### Goal of the exercise
Report each line of the entries below that has the word "unbound" in it.

### Data records
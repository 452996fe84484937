#![forbid(unsafe_code)]

//! Value properties: the handle type for non-reference fields.
//!
//! # Design
//!
//! [`Property<V>`] is a thin façade over an exclusively-owned
//! [`AccessorPair<V>`]. It adds the operation surface that makes sense for
//! plain values — read, write, pre/post increment and decrement, and the
//! compound updates — and nothing else. Every operation round-trips through
//! the owner's accessors; the handle holds no value of its own.
//!
//! Each compound update carries its own `std::ops` bound, so an operation
//! the value type cannot support (`&` on a float, say) simply does not
//! exist for that instantiation; the mismatch is a type error, not a
//! runtime one. The
//! corresponding assign operators (`+=`, `<<=`, ...) forward to the named
//! methods and discard the returned value, since Rust's assign operators
//! return `()`.
//!
//! # The copy trap
//!
//! `Property` is deliberately **not** `Clone`. A verbatim copy of a handle
//! would still invoke the *source* owner's accessors — the classic stale
//! binding. Duplicating an owner means constructing fresh handles and
//! binding them to the new instance; see the crate docs for the pattern.

use std::cell::RefCell;
use std::ops;
use std::rc::Rc;

use crate::accessor::AccessorPair;
use crate::step::Step;

/// A value-like handle routing all access through one owner's getter and
/// setter.
pub struct Property<V> {
    pair: AccessorPair<V>,
}

impl<V: 'static> Property<V> {
    /// An unbound handle. Reads and writes panic until
    /// [`bind`](Self::bind) is called.
    #[must_use]
    pub const fn new() -> Self {
        Self {
            pair: AccessorPair::unbound(),
        }
    }

    /// Attach the handle to `owner`'s accessors. See
    /// [`AccessorPair::bind`].
    pub fn bind<O: 'static>(
        &mut self,
        owner: &Rc<RefCell<O>>,
        get: impl Fn(&O) -> V + 'static,
        set: impl Fn(&mut O, V) -> V + 'static,
    ) {
        self.pair.bind(owner, get, set);
    }

    #[must_use]
    pub fn is_bound(&self) -> bool {
        self.pair.is_bound()
    }

    /// Current value of the backing field, via the owner's getter.
    #[must_use]
    pub fn get(&self) -> V {
        self.pair.read()
    }

    /// Offer `v` to the owner's setter.
    ///
    /// Returns what was actually stored. Chained assignment propagates the
    /// validated value right-to-left: `a.set(b.set(x))` hands `a` whatever
    /// `b`'s setter kept, not the original `x`.
    pub fn set(&self, v: V) -> V {
        self.pair.write(v)
    }
}

impl<V: Step + 'static> Property<V> {
    /// `++p`: returns the stored post-update value.
    pub fn pre_increment(&self) -> V {
        self.pair.pre_increment()
    }

    /// `--p`: returns the stored post-update value.
    pub fn pre_decrement(&self) -> V {
        self.pair.pre_decrement()
    }
}

impl<V: Step + Clone + 'static> Property<V> {
    /// `p++`: returns the value from *before* the update.
    pub fn post_increment(&self) -> V {
        self.pair.post_increment()
    }

    /// `p--`: returns the value from *before* the update.
    pub fn post_decrement(&self) -> V {
        self.pair.post_decrement()
    }
}

/// Compound updates. Each reads, applies the operation, writes the result
/// through the setter, and returns what the setter stored.
impl<V: 'static> Property<V> {
    pub fn add<T>(&self, rhs: T) -> V
    where
        V: ops::Add<T, Output = V>,
    {
        self.pair.apply(|v| v + rhs)
    }

    pub fn sub<T>(&self, rhs: T) -> V
    where
        V: ops::Sub<T, Output = V>,
    {
        self.pair.apply(|v| v - rhs)
    }

    pub fn mul<T>(&self, rhs: T) -> V
    where
        V: ops::Mul<T, Output = V>,
    {
        self.pair.apply(|v| v * rhs)
    }

    pub fn div<T>(&self, rhs: T) -> V
    where
        V: ops::Div<T, Output = V>,
    {
        self.pair.apply(|v| v / rhs)
    }

    pub fn rem<T>(&self, rhs: T) -> V
    where
        V: ops::Rem<T, Output = V>,
    {
        self.pair.apply(|v| v % rhs)
    }

    pub fn bitand<T>(&self, rhs: T) -> V
    where
        V: ops::BitAnd<T, Output = V>,
    {
        self.pair.apply(|v| v & rhs)
    }

    pub fn bitor<T>(&self, rhs: T) -> V
    where
        V: ops::BitOr<T, Output = V>,
    {
        self.pair.apply(|v| v | rhs)
    }

    pub fn bitxor<T>(&self, rhs: T) -> V
    where
        V: ops::BitXor<T, Output = V>,
    {
        self.pair.apply(|v| v ^ rhs)
    }

    pub fn shl<T>(&self, rhs: T) -> V
    where
        V: ops::Shl<T, Output = V>,
    {
        self.pair.apply(|v| v << rhs)
    }

    pub fn shr<T>(&self, rhs: T) -> V
    where
        V: ops::Shr<T, Output = V>,
    {
        self.pair.apply(|v| v >> rhs)
    }
}

// The bound trait is the non-assign counterpart of the assign trait being
// implemented; spelled out per operator since macro_rules cannot derive it.
macro_rules! assign_sugar {
    ($(($assign:ident, $assign_fn:ident, $bound:ident, $named:ident)),* $(,)?) => {
        $(
            impl<V, T> ops::$assign<T> for Property<V>
            where
                V: ops::$bound<T, Output = V> + 'static,
            {
                fn $assign_fn(&mut self, rhs: T) {
                    let _ = Property::$named(self, rhs);
                }
            }
        )*
    };
}

assign_sugar!(
    (AddAssign, add_assign, Add, add),
    (SubAssign, sub_assign, Sub, sub),
    (MulAssign, mul_assign, Mul, mul),
    (DivAssign, div_assign, Div, div),
    (RemAssign, rem_assign, Rem, rem),
    (BitAndAssign, bitand_assign, BitAnd, bitand),
    (BitOrAssign, bitor_assign, BitOr, bitor),
    (BitXorAssign, bitxor_assign, BitXor, bitxor),
    (ShlAssign, shl_assign, Shl, shl),
    (ShrAssign, shr_assign, Shr, shr),
);

impl<V: 'static> Default for Property<V> {
    fn default() -> Self {
        Self::new()
    }
}

impl<V: PartialEq + 'static> PartialEq<V> for Property<V> {
    fn eq(&self, other: &V) -> bool {
        self.get() == *other
    }
}

impl<V: PartialEq + 'static> PartialEq for Property<V> {
    fn eq(&self, other: &Self) -> bool {
        self.get() == other.get()
    }
}

impl<V: std::fmt::Debug + 'static> std::fmt::Debug for Property<V> {
    fn fmt(&self, f: &mut std::fmt::Formatter<'_>) -> std::fmt::Result {
        if self.is_bound() {
            write!(f, "Property({:?})", self.get())
        } else {
            f.write_str("Property(unbound)")
        }
    }
}

impl<V: std::fmt::Display + 'static> std::fmt::Display for Property<V> {
    fn fmt(&self, f: &mut std::fmt::Formatter<'_>) -> std::fmt::Result {
        if self.is_bound() {
            self.get().fmt(f)
        } else {
            f.write_str("<unbound>")
        }
    }
}

// ---------------------------------------------------------------------------
// Tests
// ---------------------------------------------------------------------------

### Response below
    /// An unbound handle. Reads and writes panic until
            pair: AccessorPair::unbound(),
            f.write_str("Property(unbound)")
            f.write_str("<unbound>")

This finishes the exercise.